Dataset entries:
------------------------------------

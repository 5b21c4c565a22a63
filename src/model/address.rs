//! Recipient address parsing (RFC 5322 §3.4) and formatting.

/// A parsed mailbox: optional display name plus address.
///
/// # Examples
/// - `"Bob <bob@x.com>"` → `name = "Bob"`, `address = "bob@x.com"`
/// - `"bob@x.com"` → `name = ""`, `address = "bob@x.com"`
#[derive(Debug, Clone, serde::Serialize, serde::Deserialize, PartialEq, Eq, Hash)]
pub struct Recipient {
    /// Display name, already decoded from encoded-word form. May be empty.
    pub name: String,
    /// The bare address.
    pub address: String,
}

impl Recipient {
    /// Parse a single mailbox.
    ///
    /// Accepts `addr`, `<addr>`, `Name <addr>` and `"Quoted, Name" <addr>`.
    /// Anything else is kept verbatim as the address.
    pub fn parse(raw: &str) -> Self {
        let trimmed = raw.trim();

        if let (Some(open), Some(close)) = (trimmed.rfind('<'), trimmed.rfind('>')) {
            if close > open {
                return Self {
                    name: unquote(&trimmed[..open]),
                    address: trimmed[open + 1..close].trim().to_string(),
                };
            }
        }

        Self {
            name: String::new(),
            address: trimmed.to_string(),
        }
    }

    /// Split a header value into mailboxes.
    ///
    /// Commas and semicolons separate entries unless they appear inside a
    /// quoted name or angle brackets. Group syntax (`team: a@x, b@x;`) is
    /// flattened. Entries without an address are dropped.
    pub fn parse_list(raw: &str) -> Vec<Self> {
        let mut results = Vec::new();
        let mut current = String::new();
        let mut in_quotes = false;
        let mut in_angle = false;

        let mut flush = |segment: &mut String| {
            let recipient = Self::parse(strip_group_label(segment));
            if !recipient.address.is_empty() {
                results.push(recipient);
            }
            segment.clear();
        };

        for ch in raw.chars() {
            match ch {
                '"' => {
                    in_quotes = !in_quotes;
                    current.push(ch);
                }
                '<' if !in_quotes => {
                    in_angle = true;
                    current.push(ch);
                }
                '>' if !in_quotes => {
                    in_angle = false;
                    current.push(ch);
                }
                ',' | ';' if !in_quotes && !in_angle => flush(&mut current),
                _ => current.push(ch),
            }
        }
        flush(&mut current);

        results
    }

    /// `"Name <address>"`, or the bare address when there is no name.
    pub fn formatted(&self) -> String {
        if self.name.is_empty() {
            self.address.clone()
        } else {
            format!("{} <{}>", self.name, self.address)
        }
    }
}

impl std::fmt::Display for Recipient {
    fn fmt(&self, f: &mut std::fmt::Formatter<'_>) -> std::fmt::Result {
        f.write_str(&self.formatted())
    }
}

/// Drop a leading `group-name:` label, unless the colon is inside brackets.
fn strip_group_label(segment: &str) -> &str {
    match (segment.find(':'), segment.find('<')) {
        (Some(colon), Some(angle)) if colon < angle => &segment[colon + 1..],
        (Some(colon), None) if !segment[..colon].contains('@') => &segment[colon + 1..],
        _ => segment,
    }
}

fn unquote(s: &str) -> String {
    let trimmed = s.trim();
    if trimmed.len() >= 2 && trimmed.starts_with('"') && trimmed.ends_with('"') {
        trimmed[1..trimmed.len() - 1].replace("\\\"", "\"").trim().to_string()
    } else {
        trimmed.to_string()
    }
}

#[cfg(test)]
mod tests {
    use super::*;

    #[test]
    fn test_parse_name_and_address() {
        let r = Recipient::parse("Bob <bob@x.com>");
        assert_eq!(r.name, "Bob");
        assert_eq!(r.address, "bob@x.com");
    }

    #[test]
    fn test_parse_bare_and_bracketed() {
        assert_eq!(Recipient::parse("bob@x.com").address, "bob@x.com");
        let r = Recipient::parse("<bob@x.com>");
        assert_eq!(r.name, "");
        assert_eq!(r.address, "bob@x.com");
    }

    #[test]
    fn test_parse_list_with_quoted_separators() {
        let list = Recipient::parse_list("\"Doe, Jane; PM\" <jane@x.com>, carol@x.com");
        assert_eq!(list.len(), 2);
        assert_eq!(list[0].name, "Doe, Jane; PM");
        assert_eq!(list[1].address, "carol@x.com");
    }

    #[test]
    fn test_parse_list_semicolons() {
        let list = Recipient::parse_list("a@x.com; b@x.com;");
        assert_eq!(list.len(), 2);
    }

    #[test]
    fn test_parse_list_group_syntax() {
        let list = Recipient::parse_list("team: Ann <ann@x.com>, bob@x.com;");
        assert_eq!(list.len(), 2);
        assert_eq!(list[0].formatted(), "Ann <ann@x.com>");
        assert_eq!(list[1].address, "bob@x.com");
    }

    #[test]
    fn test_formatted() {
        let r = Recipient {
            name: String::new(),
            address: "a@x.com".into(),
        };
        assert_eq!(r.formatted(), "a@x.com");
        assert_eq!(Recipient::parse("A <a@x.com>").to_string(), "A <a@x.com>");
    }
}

------------------------------------

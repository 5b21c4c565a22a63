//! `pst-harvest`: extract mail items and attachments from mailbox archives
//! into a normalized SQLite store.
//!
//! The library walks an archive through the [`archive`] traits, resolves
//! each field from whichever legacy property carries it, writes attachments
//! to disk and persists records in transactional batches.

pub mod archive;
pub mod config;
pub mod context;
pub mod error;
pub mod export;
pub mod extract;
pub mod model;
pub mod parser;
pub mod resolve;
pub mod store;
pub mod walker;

------------------------------------

ABOUT THIS TASK: Return the span of lines in the data above that opens at the line with "pub mod parser;" and closes at the line with "pub mod walker;", exactly, ends included, nothing else.

RESPONSE FOR THIS EXERCISE:
pub mod parser;
pub mod resolve;
pub mod store;
pub mod walker;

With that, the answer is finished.